We will be describing the splines in terms of the knots, \(k_i\) which parameterize the curves. For these splines, these knots are the second derivatives at a point \(x_i\).

To find the coefficients of the cubic splines, consider that the second derivative is linear and represent it with a 2-point Lagrange interpolation: \begin{align} y’’{i, i+1} &= k_i P_i(x) + k{i+1} P_{i+1}(x) \ &= \frac{k_i [x-x_{i+1}] + k_{i+1} [x-x_i]}{x_i-x_{i+1}} \end{align}

Using the constraints above we end up with:

\[k_{i-1}[x_{i-1}-x_i] + 2 k_i [x_{i-1} - x_{i+1}] + k_{i+1}[x_i-x_{i+1}] = 6\left[ \frac{y_{i-1}-y_i}{x_{i-1}-x_i} - \frac{y_{i}-y_{i+1}}{x_{i}-x_{i+1}} \right]\]

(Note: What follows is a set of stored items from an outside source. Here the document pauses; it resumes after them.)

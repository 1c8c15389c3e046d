//! Password wrapper that keeps credentials out of logs

use std::fmt;

use serde::{Serialize, Serializer};
use zeroize::Zeroize;

/// Account password held for the lifetime of a client.
///
/// Redacted in `Debug` and `Display`, zeroed on drop. The raw value is only
/// reachable through [`Password::expose`] and the login body serializer.
#[derive(Clone)]
pub struct Password(String);

impl Password {
    /// Wrap a raw password.
    pub fn new(value: impl Into<String>) -> Self {
        Self(value.into())
    }

    /// Expose the inner value (use sparingly).
    pub fn expose(&self) -> &str {
        &self.0
    }
}

impl fmt::Debug for Password {
    fn fmt(&self, f: &mut fmt::Formatter<'_>) -> fmt::Result {
        write!(f, "[REDACTED]")
    }
}

impl fmt::Display for Password {
    fn fmt(&self, f: &mut fmt::Formatter<'_>) -> fmt::Result {
        write!(f, "[REDACTED]")
    }
}

impl Drop for Password {
    fn drop(&mut self) {
        self.0.zeroize();
    }
}

// Serialized only as part of the login request body.
impl Serialize for Password {
    fn serialize<S: Serializer>(&self, serializer: S) -> std::result::Result<S::Ok, S::Error> {
        serializer.serialize_str(&self.0)
    }
}

impl From<String> for Password {
    fn from(value: String) -> Self {
        Self(value)
    }
}

impl From<&str> for Password {
    fn from(value: &str) -> Self {
        Self(value.to_owned())
    }
}

#[cfg(test)]
mod tests {
    use super::*;

    #[test]
    fn debug_is_redacted() {
        let password = Password::new("hunter2");
        let debug = format!("{password:?}");
        assert_eq!(debug, "[REDACTED]");
        assert!(!debug.contains("hunter2"));
    }

    #[test]
    fn display_is_redacted() {
        let password = Password::new("hunter2");
        assert_eq!(format!("{password}"), "[REDACTED]");
    }

    #[test]
    fn expose_returns_raw_value() {
        let password = Password::new("hunter2");
        assert_eq!(password.expose(), "hunter2");
    }

    #[test]
    fn serializes_as_plain_string() {
        let password = Password::new("hunter2");
        let json = serde_json::to_string(&password).unwrap();
        assert_eq!(json, r#""hunter2""#);
    }
}
//! JSON report output writer.
//!
//! Writes ProfileReport structs to JSON files with proper formatting.

use crate::parser::schema::ProfileReport;
use crate::utils::error::OutputError;
use log::{debug, info};
use std::fs::File;
use std::io::{BufWriter, Write};
use std::path::Path;

/// Write a report to a JSON file
///
/// **Public** - main entry point for JSON output
///
/// # Errors
/// * `OutputError::WriteFailed` - I/O error during write
/// * `OutputError::SerializationFailed` - JSON serialization error
/// * `OutputError::InvalidPath` - Path cannot be created or is invalid
pub fn write_report(report: &ProfileReport, output_path: impl AsRef<Path>) -> Result<(), OutputError> {
    let output_path = output_path.as_ref();

    info!("Writing report to: {}", output_path.display());

    validate_output_path(output_path)?;

    if let Some(parent) = output_path.parent() {
        if !parent.as_os_str().is_empty() && !parent.exists() {
            debug!("Creating parent directories: {}", parent.display());
            std::fs::create_dir_all(parent).map_err(|e| {
                OutputError::InvalidPath(format!(
                    "Cannot create directory {}: {}",
                    parent.display(),
                    e
                ))
            })?;
        }
    }

    let file = File::create(output_path).map_err(OutputError::WriteFailed)?;
    let mut writer = BufWriter::new(file);

    serde_json::to_writer_pretty(&mut writer, report).map_err(OutputError::SerializationFailed)?;
    writer.flush().map_err(OutputError::WriteFailed)?;

    info!(
        "Report written successfully ({} bytes)",
        calculate_file_size(output_path)
    );

    Ok(())
}

/// Serialize a report to a pretty JSON string
pub fn report_to_string(report: &ProfileReport) -> Result<String, OutputError> {
    serde_json::to_string_pretty(report).map_err(OutputError::SerializationFailed)
}

/// Validate that output path is writable
///
/// **Private** - internal validation
fn validate_output_path(path: &Path) -> Result<(), OutputError> {
    if path.as_os_str().is_empty() {
        return Err(OutputError::InvalidPath("Path is empty".to_string()));
    }

    if path.is_dir() {
        return Err(OutputError::InvalidPath(format!(
            "Path is a directory: {}",
            path.display()
        )));
    }

    Ok(())
}

fn calculate_file_size(path: &Path) -> u64 {
    std::fs::metadata(path).map(|m| m.len()).unwrap_or(0)
}

/// Read a report from a JSON file
///
/// **Public** - used by the validate command and tests
///
/// # Errors
/// * `OutputError::WriteFailed` - File read error (reusing WriteFailed for I/O)
/// * `OutputError::SerializationFailed` - JSON parse error
pub fn read_report(input_path: impl AsRef<Path>) -> Result<ProfileReport, OutputError> {
    let input_path = input_path.as_ref();

    debug!("Reading report from: {}", input_path.display());

    let file = File::open(input_path).map_err(OutputError::WriteFailed)?;

    let report: ProfileReport =
        serde_json::from_reader(std::io::BufReader::new(file)).map_err(OutputError::SerializationFailed)?;

    debug!(
        "Report loaded: version {}, {} scopes",
        report.version,
        report.scopes.len()
    );

    Ok(report)
}

#[cfg(test)]
mod tests {
    use super::*;
    use crate::parser::schema::ScopeEntry;
    use tempfile::NamedTempFile;

    fn create_test_report() -> ProfileReport {
        ProfileReport {
            version: "1.0.0".to_string(),
            program: "task/program.json".to_string(),
            trace: "task/trace.csv".to_string(),
            instruction_count: 120,
            total_steps: 4,
            distinct_offsets: 3,
            scopes: vec![
                ScopeEntry {
                    scope: "__main__.main".to_string(),
                    steps: 3,
                    percentage: 75.0,
                },
                ScopeEntry {
                    scope: "unmapped".to_string(),
                    steps: 1,
                    percentage: 25.0,
                },
            ],
            generated_at: "2024-01-01T00:00:00Z".to_string(),
        }
    }

    #[test]
    fn test_write_and_read_report() {
        let report = create_test_report();
        let temp_file = NamedTempFile::new().unwrap();
        let path = temp_file.path();

        write_report(&report, path).unwrap();
        let loaded = read_report(path).unwrap();

        assert_eq!(loaded.version, report.version);
        assert_eq!(loaded.total_steps, report.total_steps);
        assert_eq!(loaded.scopes, report.scopes);
    }

    #[test]
    fn test_report_to_string_keeps_rank_order() {
        let json = report_to_string(&create_test_report()).unwrap();
        let main_pos = json.find("__main__.main").unwrap();
        let unmapped_pos = json.find("\"unmapped\"").unwrap();
        assert!(main_pos < unmapped_pos);
    }

    #[test]
    fn test_validate_output_path_empty() {
        let result = validate_output_path(Path::new(""));
        assert!(result.is_err());
    }

    #[test]
    fn test_validate_output_path_directory() {
        let temp_dir = tempfile::tempdir().unwrap();
        let result = validate_output_path(temp_dir.path());
        assert!(result.is_err());
    }

    #[cfg(target_os = "linux")]
    #[test]
    fn test_write_to_full_device_fails() {
        // /dev/full accepts open but fails every write with ENOSPC
        let result = write_report(&create_test_report(), "/dev/full");
        assert!(matches!(result, Err(OutputError::WriteFailed(_))));
    }

    #[test]
    fn test_write_creates_parent_dirs() {
        let temp_dir = tempfile::tempdir().unwrap();
        let nested_path = temp_dir.path().join("nested/dirs/report.json");

        write_report(&create_test_report(), &nested_path).unwrap();

        assert!(nested_path.exists());
    }
}
//! CLI command implementations.
//!
//! Commands orchestrate the library components and own all file access.

pub mod models;
pub mod profile;
pub mod utils;

// Re-export main command functions
pub use models::ProfileArgs;
pub use profile::{execute_profile, validate_args};
pub use utils::{display_schema, display_version, validate_report_file};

which is a tridiagonal matrix!

\[\begin{split} \begin{bmatrix} 1 & 0 & 0 & 0 & 0 & 0 & 0 & 0 & 0 & 0 & 0 \\ 1 & 4 & 1 & 0 & 0 & 0 & 0 & 0 & 0 & 0 & 0 \\ 0 & 1 & 4 & 1 & 0 & 0 & 0 & 0 & 0 & 0 & 0 \\ 0 & 0 & 1 & 4 & 1 & 0 & 0 & 0 & 0 & 0 & 0 \\ 0 & 0 & 0 & 1 & 4 & 1 & 0 & 0 & 0 & 0 & 0 \\ 0 & 0 & 0 & 0 & 1 & 4 & 1 & 0 & 0 & 0 & 0 \\ 0 & 0 & 0 & 0 & 0 & 1 & 4 & 1 & 0 & 0 & 0 \\ 0 & 0 & 0 & 0 & 0 & 0 & 1 & 4 & 1 & 0 & 0 \\ 0 & 0 & 0 & 0 & 0 & 0 & 0 & 1 & 4 & 1 & 0 \\ 0 & 0 & 0 & 0 & 0 & 0 & 0 & 0 & 1 & 4 & 1 \\ 0 & 0 & 0 & 0 & 0 & 0 & 0 & 0 & 0 & 0 & 1 \\ \end{bmatrix} \begin{bmatrix} k_1 \\ k_2\\ k_3\\ k_4\\ k_5\\ k_6\\ k_7\\ k_8\\ k_9\\ k_{10}\\ k_{11} \end{bmatrix} = \begin{bmatrix} 0\\ -0.424 \\ -1.052 \\ -0.891 \\ 1.138 \\ 2.654 \\ 1.138 \\ -0.891 \\ -1.052 \\ -0.424 \\ 0 \end{bmatrix} \end{split}\]

# prompt: Do a cubic spline of x_d and y_d and plot against the original function from -5.5 to 5.5

import matplotlib.pyplot as plt
import numpy as np
from scipy.interpolate import CubicSpline

# Create a cubic spline interpolation
cs = CubicSpline(x_d, y_d)

# Create x values for plotting the interpolated spline
x_interp = np.linspace(-6, 6, 200)
y_interp = cs(x_interp)

# Plot the original curve, sampled points, and interpolated spline
plt.plot(x_toy, y_toy, label='exp(-(x/2)^2)')
plt.scatter(x_d, y_d, color='red', label='Sampled points')
plt.plot(x_interp, y_interp, label='Cubic Spline Interpolation')
plt.xlabel('x')
plt.ylabel('y')
plt.legend()
plt.title('Function, Sampled Points, and Cubic Spline Interpolation')
plt.grid(True)
plt.show()

---------------------------------------------------------------------------
ModuleNotFoundError                       Traceback (most recent call last)
Cell In[1], line 5
      3 import matplotlib.pyplot as plt
      4 import numpy as np
----> 5 from scipy.interpolate import CubicSpline
      7 # Create a cubic spline interpolation
      8 cs = CubicSpline(x_d, y_d)

ModuleNotFoundError: No module named 'scipy'

Analysis of cubic splines

We note:

• Cubic splines are stiffer in that they don’t have high-frequency oscillations (thus avoiding Runge’s phenomenon).

• The concept of smoothness is easy in 1D, but what does it mean for 2D+? How would you ensure continuity along an edge?

• Specifying smoothness as part of the goals going in suggest this is more of a global scheme. This requires simultaneous linears systems to be solved.